Secondary Outcome Measures
- Proportion of patients with an adverse event (AE), or a clinically significant clinical laboratory abnormality [6 weeks]
Proportion of patients during the Baseline to Week 6 inarigivir treatment period with an adverse event (AE), or a clinically significant clinical laboratory abnormality
- Correlation of change of intra-hepatic immune markers, serum cytokines and PBMC activation [6 weeks]
Correlation of change from Baseline to Week 6 of intra-hepatic immune markers, serum cytokines and PBMC activation measured by interferon-stimulated gene (ISG) production
- Correlation of change of intra-hepatic antiviral response and serum anti-viral response [6 weeks]

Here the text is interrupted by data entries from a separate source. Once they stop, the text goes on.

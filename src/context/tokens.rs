//! Token encoding using tiktoken-rs.
//!
//! Encodings are selected by name. Unknown encodings and model names fall back
//! to cl100k_base, which is a reasonable proxy for most local instruct models.

use thiserror::Error;
use tiktoken_rs::{cl100k_base, get_bpe_from_model, o200k_base, p50k_base, p50k_edit, r50k_base, CoreBPE};
use tracing::{debug, warn};

/// Encoding used when the requested one cannot be resolved
pub const DEFAULT_ENCODING: &str = "cl100k_base";

/// Maximum tokens dropped from each edge of a window when decoding fails
const MAX_EDGE_TRIM: usize = 3;

/// A single BPE token id
pub type Token = usize;

#[derive(Error, Debug)]
pub enum TokenizerError {
    #[error("Failed to load encoding {name}: {reason}")]
    Encoding { name: String, reason: String },
}

/// BPE tokenizer shared by the context manager and the categorization engine
pub struct Tokenizer {
    bpe: CoreBPE,
    encoding: String,
}

impl std::fmt::Debug for Tokenizer {
    fn fmt(&self, f: &mut std::fmt::Formatter<'_>) -> std::fmt::Result {
        f.debug_struct("Tokenizer").field("encoding", &self.encoding).finish()
    }
}

impl Tokenizer {
    /// Build a tokenizer for an encoding name or a model name.
    pub fn for_encoding(name: &str) -> Result<Self, TokenizerError> {
        let by_name = match name {
            "cl100k_base" => Some(cl100k_base()),
            "p50k_base" => Some(p50k_base()),
            "p50k_edit" => Some(p50k_edit()),
            "r50k_base" | "gpt2" => Some(r50k_base()),
            "o200k_base" => Some(o200k_base()),
            _ => None,
        };

        let resolved = match by_name {
            Some(result) => result.ok(),
            None => get_bpe_from_model(name).ok(),
        };

        if let Some(bpe) = resolved {
            debug!(encoding = %name, "Tokenizer loaded");
            return Ok(Self { bpe, encoding: name.to_string() });
        }

        warn!(requested = %name, fallback = DEFAULT_ENCODING, "Unknown encoding, using fallback");
        let bpe = cl100k_base().map_err(|e| TokenizerError::Encoding {
            name: DEFAULT_ENCODING.to_string(),
            reason: e.to_string(),
        })?;
        Ok(Self { bpe, encoding: DEFAULT_ENCODING.to_string() })
    }

    /// Name of the encoding actually in use
    pub fn encoding(&self) -> &str {
        &self.encoding
    }

    pub fn encode(&self, text: &str) -> Vec<Token> {
        if text.is_empty() {
            return Vec::new();
        }
        self.bpe.encode_with_special_tokens(text)
    }

    /// Count tokens in text
    pub fn count(&self, text: &str) -> usize {
        self.encode(text).len()
    }

    /// Decode a token window back to text.
    ///
    /// A window cut out of a longer sequence can start or end in the middle of
    /// a multi-byte character. Up to three tokens are dropped from either edge
    /// until the window decodes; if nothing decodes the result is empty.
    pub fn decode(&self, tokens: &[Token]) -> String {
        if tokens.is_empty() {
            return String::new();
        }

        for trim in 0..=MAX_EDGE_TRIM {
            for head in 0..=trim {
                let tail = trim - head;
                if head + tail >= tokens.len() {
                    continue;
                }
                let window = &tokens[head..tokens.len() - tail];
                if let Ok(text) = self.bpe.decode(window.to_vec()) {
                    return text;
                }
            }
        }

        warn!(tokens = tokens.len(), "Token window could not be decoded");
        String::new()
    }
}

Correlation of change from Baseline to Week 6 of intra-hepatic antiviral response and serum anti-viral response
- Comparison of change of intra-hepatic biomarkers of immune activation [6 weeks]
Comparison of change in mRNA expression using Nanostring Technology, from Baseline to Week 6 of intra-hepatic biomarkers of immune activation between inarigivir 400 mg per day and 400 mg three times per week
- Comparison of change of peripheral biomarkers of immune activation [6 weeks]
Comparison of change in mRNA expression using Nanostring Technology, from Baseline to Week 6 of intra-hepatic and peripheral biomarkers of immune activation and anti-viral response between inarigivir 400 mg per day and 400 mg three times per week
- Comparison of change of anti-viral response [6 weeks]
Comparison of change in mRNA expression using Nanostring Technology, from Baseline to Week 6 of anti-viral response between inarigivir 400 mg per day and 400 mg three times per week
- Characterization of hepatic immune cells [6 weeks]
Characterization by immuno-phenotyping of hepatic immune cells at Baseline and Week 6. Hepatic immune cells are analyzed and sorted by phenotype using markers of cell activation status through flow cytometry.
- Characterization of exhaustion markers [6 weeks]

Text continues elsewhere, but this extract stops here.